Single by Department of Eagles

from the album In Ear Park
- B-side: "Too Little Too Late"
- Released: August 6, 2008
- Recorded: Brooklyn, NY 2007 - 2008
- Genre: Rock
- Length: 3:56
- Label: 4AD
- Songwriters: Daniel Rossen, Fred Nicolaus
- Producers: Chris Taylor, Department of Eagles

Music video
- "No One Does It Like You" on YouTube (posted by 4AD)

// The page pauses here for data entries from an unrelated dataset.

use reqwest::StatusCode;
use serde::{Deserialize, Serialize};
use thiserror::Error;
use url::ParseError;

use crate::color::HexColorParseError;

#[derive(Debug, Error)]
pub enum BrandError {
    #[error("IO error: {0}")]
    Io(#[from] std::io::Error),

    #[error("Network error: {0}")]
    Network(#[from] reqwest::Error),

    #[error("Invalid URL: {0}")]
    InvalidUrl(#[from] ParseError),

    #[error("Backend error (status: {status:?}): {message}")]
    Backend {
        status: Option<StatusCode>,
        message: String,
    },

    #[error("Serialization error: {0}")]
    Serialization(#[from] serde_json::Error),

    #[error("YAML error: {0}")]
    Yaml(#[from] serde_yaml::Error),

    #[error("TOML error: {0}")]
    Toml(#[from] toml::de::Error),

    #[error("Brand kit not found: {0}")]
    KitNotFound(String),

    #[error("Invalid brand kit: {0}")]
    InvalidKit(String),

    #[error("Configuration error: {0}")]
    Config(String),

    #[error("Unexpected error: {0}")]
    Unknown(String),
}

impl BrandError {
    pub fn backend(status: Option<StatusCode>, message: impl Into<String>) -> Self {
        BrandError::Backend {
            status,
            message: message.into(),
        }
    }

    pub fn invalid_kit(message: impl Into<String>) -> Self {
        BrandError::InvalidKit(message.into())
    }

    pub fn to_payload(&self) -> ErrorPayload {
        match self {
            BrandError::Io(e) => ErrorPayload::new(
                ErrorCategory::Config,
                e.to_string(),
                "Check file paths/permissions.",
            ),
            BrandError::Network(e) => ErrorPayload::new(
                ErrorCategory::Network,
                e.to_string(),
                "Check connectivity to the audit endpoint, or pass --no-audit.",
            ),
            BrandError::InvalidUrl(e) => ErrorPayload::new(
                ErrorCategory::Config,
                e.to_string(),
                "Verify [audit].endpoint is an absolute URL (e.g., https://project.example).",
            ),
            BrandError::Backend { status, message } => ErrorPayload::new(
                ErrorCategory::Backend,
                format!("Backend error (status {:?}): {}", status, message),
                "Check BRANDCHECK_API_KEY and the [audit].table name.",
            ),
            BrandError::Serialization(e) => ErrorPayload::new(
                ErrorCategory::Input,
                e.to_string(),
                "Check the JSON input against the documented element/kit shape.",
            ),
            BrandError::Yaml(e) => ErrorPayload::new(
                ErrorCategory::Input,
                e.to_string(),
                "Check the YAML input against the documented element/kit shape.",
            ),
            BrandError::Toml(e) => ErrorPayload::new(
                ErrorCategory::Config,
                e.to_string(),
                "Fix the TOML syntax in the config file.",
            ),
            BrandError::KitNotFound(id) => ErrorPayload::new(
                ErrorCategory::Kit,
                format!("Brand kit not found: {}", id),
                "Run `brandcheck kit list --owner <OWNER>` to see available kit ids.",
            ),
            BrandError::InvalidKit(msg) => {
                let lower = msg.to_ascii_lowercase();
                if lower.contains("color") {
                    ErrorPayload::new(
                        ErrorCategory::Kit,
                        msg.to_string(),
                        "Use six-digit hex colors such as #6366f1.",
                    )
                } else if lower.contains("spacing") {
                    ErrorPayload::new(
                        ErrorCategory::Kit,
                        msg.to_string(),
                        "Use a non-negative spacing unit in pixels (0 disables spacing checks).",
                    )
                } else {
                    ErrorPayload::new(
                        ErrorCategory::Kit,
                        msg.to_string(),
                        "Provide a name, a primary color and both heading/body fonts.",
                    )
                }
            }
            BrandError::Config(msg) => {
                let lower = msg.to_ascii_lowercase();
                if lower.contains("file not found") {
                    ErrorPayload::new(
                        ErrorCategory::Config,
                        msg.to_string(),
                        "Verify the file exists; use an absolute path or run from the working directory.",
                    )
                } else if lower.contains("unsupported file extension") {
                    ErrorPayload::new(
                        ErrorCategory::Config,
                        msg.to_string(),
                        "Use a supported input type (json, yaml, yml).",
                    )
                } else {
                    ErrorPayload::new(
                        ErrorCategory::Config,
                        msg.to_string(),
                        "Check flags/paths and the config file values.",
                    )
                }
            }
            BrandError::Unknown(msg) => ErrorPayload::new(
                ErrorCategory::Unknown,
                msg.to_string(),
                "Re-run with --verbose; file an issue if persistent.",
            ),
        }
    }
}

impl From<HexColorParseError> for BrandError {
    fn from(err: HexColorParseError) -> Self {
        BrandError::InvalidKit(format!("invalid color: {}", err))
    }
}

pub type Result<T> = std::result::Result<T, BrandError>;

#[derive(Debug, Clone, Copy, Serialize, Deserialize, PartialEq, Eq)]
#[serde(rename_all = "lowercase")]
pub enum ErrorCategory {
    Config,
    Input,
    Kit,
    Network,
    Backend,
    Unknown,
}

#[derive(Debug, Clone, Serialize, Deserialize)]
#[serde(rename_all = "camelCase")]
pub struct ErrorPayload {
    pub category: ErrorCategory,
    pub message: String,
    #[serde(skip_serializing_if = "Option::is_none")]
    pub remediation: Option<String>,
}

impl ErrorPayload {
    pub fn new(category: ErrorCategory, message: String, remediation: impl Into<String>) -> Self {
        Self {
            category,
            message,
            remediation: Some(remediation.into()),
        }
    }
}
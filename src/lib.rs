//! Brand Compliance Checker Library
//!
//! Scores canvas designs against a brand kit (approved colors, fonts and a
//! spacing grid), rewrites designs onto brand values, records an audit trail
//! of checks and manages brand kits per owner.
//!
//! # Module Overview
//!
//! - [`color`] - Hex parsing, RGB distance and palette matching
//! - [`brand_kit`] - Brand kit model, drafts and patches
//! - [`kit_store`] - Kit store with injected persistence
//! - [`element`] - Design element trees
//! - [`compliance`] - Compliance walk and issue types
//! - [`scoring`] - Severity weights and the compliance score
//! - [`autofix`] - Non-mutating brand auto-fix transform
//! - [`audit`] - Fire-and-forget audit persistence
//! - [`config`] - Configuration file support
//! - [`output`] - JSON output schemas
//!
//! # Example
//!
//! ```
//! use brandcheck_lib::{ComplianceChecker, DesignElement, IssueSeverity};
//! # use brandcheck_lib::BrandKit;
//! # let kit: BrandKit = serde_json::from_str(r##"{
//! #     "id": "kit", "ownerId": "me", "name": "Lumina", "primaryColor": "#6366f1",
//! #     "headingFont": "Poppins", "bodyFont": "Inter", "enforceStrict": true,
//! #     "createdAt": "2024-01-01T00:00:00Z", "updatedAt": "2024-01-01T00:00:00Z"
//! # }"##).unwrap();
//!
//! let design = vec![DesignElement::shape("cta").with_fill("#ff0000")];
//! let check = ComplianceChecker::default().check(&design, &kit, None);
//!
//! assert_eq!(check.issues.len(), 1);
//! assert_eq!(check.issues[0].severity, IssueSeverity::Error);
//! assert_eq!(check.score, 0.0);
//! ```

pub mod audit;
pub mod autofix;
pub mod brand_kit;
pub mod color;
pub mod compliance;
pub mod config;
pub mod element;
pub mod error;
pub mod input;
pub mod kit_store;
pub mod output;
pub mod scoring;

pub use audit::{
    AuditLog, AuditOutcome, AuditRecord, AuditSink, AuditTicket, JsonlAuditSink, MemoryAuditSink,
    RestAuditSink,
};
pub use autofix::{auto_fix, AppliedFix, AutoFixOutcome};
pub use brand_kit::{BrandKit, BrandKitDraft, BrandKitPatch, NamedColor};
pub use color::{color_distance, parse_hex, BrandPalette, HexColor, DEFAULT_MATCH_THRESHOLD};
pub use compliance::{
    snap_to_grid, ComplianceCheck, ComplianceChecker, ComplianceIssue, IssueCategory,
    IssueCounts, IssueSeverity, SeverityCounts,
};
pub use config::{AuditConfig, Config, MatchingConfig, ScoringConfig, StoreConfig};
pub use element::{count_nodes, load_design, walk, DesignElement, ElementKind, Position};
pub use error::{BrandError, Result};
pub use kit_store::{BrandKitStore, JsonFileRepository, KitRepository, MemoryRepository};
pub use output::{
    BrandOutput, CheckOutput, ErrorOutput, FixOutput, KitDescriptor, KitListOutput, KitOutput,
    BRAND_OUTPUT_VERSION,
};
pub use scoring::{compliance_score, SeverityWeights};
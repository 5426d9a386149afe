use std::path::PathBuf;
use std::process::ExitCode;

use brandcheck_lib::output::BRAND_OUTPUT_VERSION;
use brandcheck_lib::{
    load_design, AuditLog, AuditRecord, BrandError, BrandOutput, CheckOutput,
    ComplianceChecker, KitDescriptor,
};

use crate::cli::{KitSource, OutputFormat};
use crate::commands::resolve_kit;
use crate::formatting::{exit_code_for_check, render_error, write_output};
use crate::settings::{format_effective_config, load_config, resolve_settings};

/// Run the check command.
#[allow(clippy::too_many_arguments)]
pub async fn run_check(
    raw_args: &[String],
    config_path: Option<PathBuf>,
    verbose: bool,
    design: PathBuf,
    source: KitSource,
    project: Option<String>,
    min_score: f64,
    no_audit: bool,
    format: OutputFormat,
    output: Option<PathBuf>,
) -> ExitCode {
    let config = match load_config(config_path.as_deref()) {
        Ok(cfg) => cfg,
        Err(err) => return render_error(err, format, output.clone()),
    };
    let settings = resolve_settings(
        raw_args,
        min_score,
        source.store.as_deref(),
        no_audit,
        &config,
    );
    if !(0.0..=1.0).contains(&settings.min_score) {
        return render_error(
            BrandError::Config(format!(
                "--min-score must be between 0 and 1 (got {})",
                settings.min_score
            )),
            format,
            output,
        );
    }
    if verbose {
        eprintln!(
            "{}",
            format_effective_config(&config, &settings, config_path.as_deref())
        );
    }

    let kit = match resolve_kit(&source, &settings.store_path) {
        Ok(kit) => kit,
        Err(err) => return render_error(err, format, output.clone()),
    };
    let elements = match load_design(&design) {
        Ok(elements) => elements,
        Err(err) => return render_error(err, format, output.clone()),
    };
    tracing::info!(design = %design.display(), kit = %kit.id, "checking design");

    let checker = ComplianceChecker::from_config(&config);
    let check = checker.check(&elements, &kit, project.as_deref());
    let passed = check.passed(settings.min_score);

    let audit_log = if settings.audit_enabled {
        match AuditLog::from_config(&config.audit) {
            Ok(log) => log,
            Err(err) => return render_error(err, format, output.clone()),
        }
    } else {
        AuditLog::disabled()
    };
    // Spawned before the report is built; awaited so the process does not exit mid-write.
    let ticket = audit_log.emit(AuditRecord::new(kit.owner_id.clone(), check.clone()));
    let audit = ticket.wait().await;

    let body = BrandOutput::Check(CheckOutput {
        version: BRAND_OUTPUT_VERSION.to_string(),
        design,
        kit: KitDescriptor::from(&kit),
        min_score: settings.min_score,
        passed,
        check,
        audit,
    });
    if let Err(err) = write_output(&body, format, output.clone()) {
        return render_error(BrandError::Config(err.to_string()), format, output);
    }
    exit_code_for_check(passed)
}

= No One Does It Like You =

"No One Does It Like You" is a single by Department of Eagles from their 2008 album, In Ear Park. The B-side is a cover of the 2006 JoJo single, "Too Little Too Late". The 7" vinyl release of the single was available for free to people who have pre-ordered In Ear Park online. The single was later released digitally on June 9, 2009.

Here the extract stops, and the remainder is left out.